Repeat the entries that follow from start to finish, keeping every character.

** Information follows **

//! Form-replay harvester for the settlement portal's cooperative export page.

use amis_core::{format_minguo, format_minguo_compact, tables};
use amis_storage::HttpFetcher;
use chrono::NaiveDate;
use scraper::{Html, Selector};
use tracing::info;

use crate::AdapterError;

pub const DEFAULT_DOWNLOAD_PAGE: &str =
    "https://amis.afa.gov.tw/download/DownloadVegFruitCoopData2.aspx";
pub const DOWNLOAD_EVENT_TARGET: &str = "ctl00$contentPlaceHolder$lbtnDownload";

const FIELD_START_DATE: &str = "ctl00$contentPlaceHolder$txtStartDate";
const FIELD_END_DATE: &str = "ctl00$contentPlaceHolder$txtEndDate";
const FIELD_SUPPLY_TEXT: &str = "ctl00$contentPlaceHolder$txtSupplyNo";
const FIELD_SUPPLY_HIDDEN: &str = "ctl00$contentPlaceHolder$hfldSupplyNo";

/// Hidden ASP.NET state the portal requires to be posted back.
#[derive(Debug, Clone, PartialEq, Eq)]
pub struct HiddenFormState {
    pub view_state: String,
    pub view_state_generator: String,
    pub event_validation: String,
}

fn hidden_input_value(document: &Html, id: &str) -> Result<String, AdapterError> {
    let selector = Selector::parse(&format!("input#{id}"))
        .map_err(|e| AdapterError::Message(e.to_string()))?;
    document
        .select(&selector)
        .next()
        .and_then(|n| n.value().attr("value"))
        .map(ToString::to_string)
        .ok_or_else(|| AdapterError::Message(format!("download page is missing hidden input {id}")))
}

pub fn parse_hidden_form_state(html: &str) -> Result<HiddenFormState, AdapterError> {
    let document = Html::parse_document(html);
    Ok(HiddenFormState {
        view_state: hidden_input_value(&document, "__VIEWSTATE")?,
        view_state_generator: hidden_input_value(&document, "__VIEWSTATEGENERATOR")?,
        event_validation: hidden_input_value(&document, "__EVENTVALIDATION")?,
    })
}

/// `market_<YYYMMDD>.txt`
pub fn harvest_file_name(date: NaiveDate) -> String {
    format!("market_{}.txt", format_minguo_compact(date))
}

#[derive(Debug, Clone, PartialEq, Eq)]
pub struct SupplyTarget {
    /// Supply number, e.g. `A00013`.
    pub supply_no: String,
    /// Text-box label, e.g. `A00013 台北市農會`.
    pub label: String,
}

impl SupplyTarget {
    pub fn new(supply_no: impl Into<String>) -> Self {
        let supply_no = supply_no.into();
        let label = match tables::cooperative_name(&supply_no) {
            Some(name) => format!("{supply_no} {name}"),
            None => supply_no.clone(),
        };
        Self { supply_no, label }
    }
}

#[derive(Debug, Clone)]
pub struct HarvestedExport {
    pub file_name: String,
    pub start: NaiveDate,
    pub end: NaiveDate,
    pub body: Vec<u8>,
}

#[derive(Debug, Clone)]
pub struct CoopExportHarvester {
    source_id: String,
    page_url: String,
    supply: SupplyTarget,
}

impl CoopExportHarvester {
    pub fn new(source_id: impl Into<String>, page_url: impl Into<String>, supply: SupplyTarget) -> Self {
        Self {
            source_id: source_id.into(),
            page_url: page_url.into(),
            supply,
        }
    }

    pub fn download_form(
        &self,
        state: &HiddenFormState,
        start: NaiveDate,
        end: NaiveDate,
    ) -> Vec<(String, String)> {
        [
            ("__EVENTTARGET", DOWNLOAD_EVENT_TARGET.to_string()),
            ("__VIEWSTATE", state.view_state.clone()),
            ("__VIEWSTATEGENERATOR", state.view_state_generator.clone()),
            ("__EVENTVALIDATION", state.event_validation.clone()),
            (FIELD_START_DATE, format_minguo(start)),
            (FIELD_END_DATE, format_minguo(end)),
            (FIELD_SUPPLY_TEXT, self.supply.label.clone()),
            (FIELD_SUPPLY_HIDDEN, self.supply.supply_no.clone()),
        ]
        .into_iter()
        .map(|(k, v)| (k.to_string(), v))
        .collect()
    }

    /// Load the page for its hidden state, then post the download form.
    /// The fetcher's cookie session carries the portal session between both requests.
    pub async fn harvest(
        &self,
        http: &HttpFetcher,
        start: NaiveDate,
        end: NaiveDate,
    ) -> Result<HarvestedExport, AdapterError> {
        let page = http.get_bytes(&self.source_id, &self.page_url).await?;
        let state = parse_hidden_form_state(&page.text_lossy())?;
        let form = self.download_form(&state, start, end);

        info!(
            source_id = %self.source_id,
            supply_no = %self.supply.supply_no,
            start = %format_minguo(start),
            end = %format_minguo(end),
            "requesting cooperative export"
        );
        let resp = http.post_form(&self.source_id, &self.page_url, &form).await?;
        if looks_like_html(&resp.body) {
            return Err(AdapterError::Message(
                "portal answered with an HTML page instead of an export".to_string(),
            ));
        }

        Ok(HarvestedExport {
            file_name: harvest_file_name(start),
            start,
            end,
            body: resp.body,
        })
    }
}

fn looks_like_html(body: &[u8]) -> bool {
    let head = String::from_utf8_lossy(&body[..body.len().min(256)]).to_ascii_lowercase();
    let head = head.trim_start();
    head.starts_with("<!doctype html") || head.starts_with("<html")
}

** End of Information **

#### Written solution:
//! Form-replay harvester for the settlement portal's cooperative export page.

use amis_core::{format_minguo, format_minguo_compact, tables};
use amis_storage::HttpFetcher;
use chrono::NaiveDate;
use scraper::{Html, Selector};
use tracing::info;

use crate::AdapterError;

pub const DEFAULT_DOWNLOAD_PAGE: &str =
    "https://amis.afa.gov.tw/download/DownloadVegFruitCoopData2.aspx";
pub const DOWNLOAD_EVENT_TARGET: &str = "ctl00$contentPlaceHolder$lbtnDownload";

const FIELD_START_DATE: &str = "ctl00$contentPlaceHolder$txtStartDate";
const FIELD_END_DATE: &str = "ctl00$contentPlaceHolder$txtEndDate";
const FIELD_SUPPLY_TEXT: &str = "ctl00$contentPlaceHolder$txtSupplyNo";
const FIELD_SUPPLY_HIDDEN: &str = "ctl00$contentPlaceHolder$hfldSupplyNo";

/// Hidden ASP.NET state the portal requires to be posted back.
#[derive(Debug, Clone, PartialEq, Eq)]
pub struct HiddenFormState {
    pub view_state: String,
    pub view_state_generator: String,
    pub event_validation: String,
}

fn hidden_input_value(document: &Html, id: &str) -> Result<String, AdapterError> {
    let selector = Selector::parse(&format!("input#{id}"))
        .map_err(|e| AdapterError::Message(e.to_string()))?;
    document
        .select(&selector)
        .next()
        .and_then(|n| n.value().attr("value"))
        .map(ToString::to_string)
        .ok_or_else(|| AdapterError::Message(format!("download page is missing hidden input {id}")))
}

pub fn parse_hidden_form_state(html: &str) -> Result<HiddenFormState, AdapterError> {
    let document = Html::parse_document(html);
    Ok(HiddenFormState {
        view_state: hidden_input_value(&document, "__VIEWSTATE")?,
        view_state_generator: hidden_input_value(&document, "__VIEWSTATEGENERATOR")?,
        event_validation: hidden_input_value(&document, "__EVENTVALIDATION")?,
    })
}

/// `market_<YYYMMDD>.txt`
pub fn harvest_file_name(date: NaiveDate) -> String {
    format!("market_{}.txt", format_minguo_compact(date))
}

#[derive(Debug, Clone, PartialEq, Eq)]
pub struct SupplyTarget {
    /// Supply number, e.g. `A00013`.
    pub supply_no: String,
    /// Text-box label, e.g. `A00013 台北市農會`.
    pub label: String,
}

impl SupplyTarget {
    pub fn new(supply_no: impl Into<String>) -> Self {
        let supply_no = supply_no.into();
        let label = match tables::cooperative_name(&supply_no) {
            Some(name) => format!("{supply_no} {name}"),
            None => supply_no.clone(),
        };
        Self { supply_no, label }
    }
}

#[derive(Debug, Clone)]
pub struct HarvestedExport {
    pub file_name: String,
    pub start: NaiveDate,
    pub end: NaiveDate,
    pub body: Vec<u8>,
}

#[derive(Debug, Clone)]
pub struct CoopExportHarvester {
    source_id: String,
    page_url: String,
    supply: SupplyTarget,
}

impl CoopExportHarvester {
    pub fn new(source_id: impl Into<String>, page_url: impl Into<String>, supply: SupplyTarget) -> Self {
        Self {
            source_id: source_id.into(),
            page_url: page_url.into(),
            supply,
        }
    }

    pub fn download_form(
        &self,
        state: &HiddenFormState,
        start: NaiveDate,
        end: NaiveDate,
    ) -> Vec<(String, String)> {
        [
            ("__EVENTTARGET", DOWNLOAD_EVENT_TARGET.to_string()),
            ("__VIEWSTATE", state.view_state.clone()),
            ("__VIEWSTATEGENERATOR", state.view_state_generator.clone()),
            ("__EVENTVALIDATION", state.event_validation.clone()),
            (FIELD_START_DATE, format_minguo(start)),
            (FIELD_END_DATE, format_minguo(end)),
            (FIELD_SUPPLY_TEXT, self.supply.label.clone()),
            (FIELD_SUPPLY_HIDDEN, self.supply.supply_no.clone()),
        ]
        .into_iter()
        .map(|(k, v)| (k.to_string(), v))
        .collect()
    }

    /// Load the page for its hidden state, then post the download form.
    /// The fetcher's cookie session carries the portal session between both requests.
    pub async fn harvest(
        &self,
        http: &HttpFetcher,
        start: NaiveDate,
        end: NaiveDate,
    ) -> Result<HarvestedExport, AdapterError> {
        let page = http.get_bytes(&self.source_id, &self.page_url).await?;
        let state = parse_hidden_form_state(&page.text_lossy())?;
        let form = self.download_form(&state, start, end);

        info!(
            source_id = %self.source_id,
            supply_no = %self.supply.supply_no,
            start = %format_minguo(start),
            end = %format_minguo(end),
            "requesting cooperative export"
        );
        let resp = http.post_form(&self.source_id, &self.page_url, &form).await?;
        if looks_like_html(&resp.body) {
            return Err(AdapterError::Message(
                "portal answered with an HTML page instead of an export".to_string(),
            ));
        }

        Ok(HarvestedExport {
            file_name: harvest_file_name(start),
            start,
            end,
            body: resp.body,
        })
    }
}

fn looks_like_html(body: &[u8]) -> bool {
    let head = String::from_utf8_lossy(&body[..body.len().min(256)]).to_ascii_lowercase();
    let head = head.trim_start();
    head.starts_with("<!doctype html") || head.starts_with("<html")
}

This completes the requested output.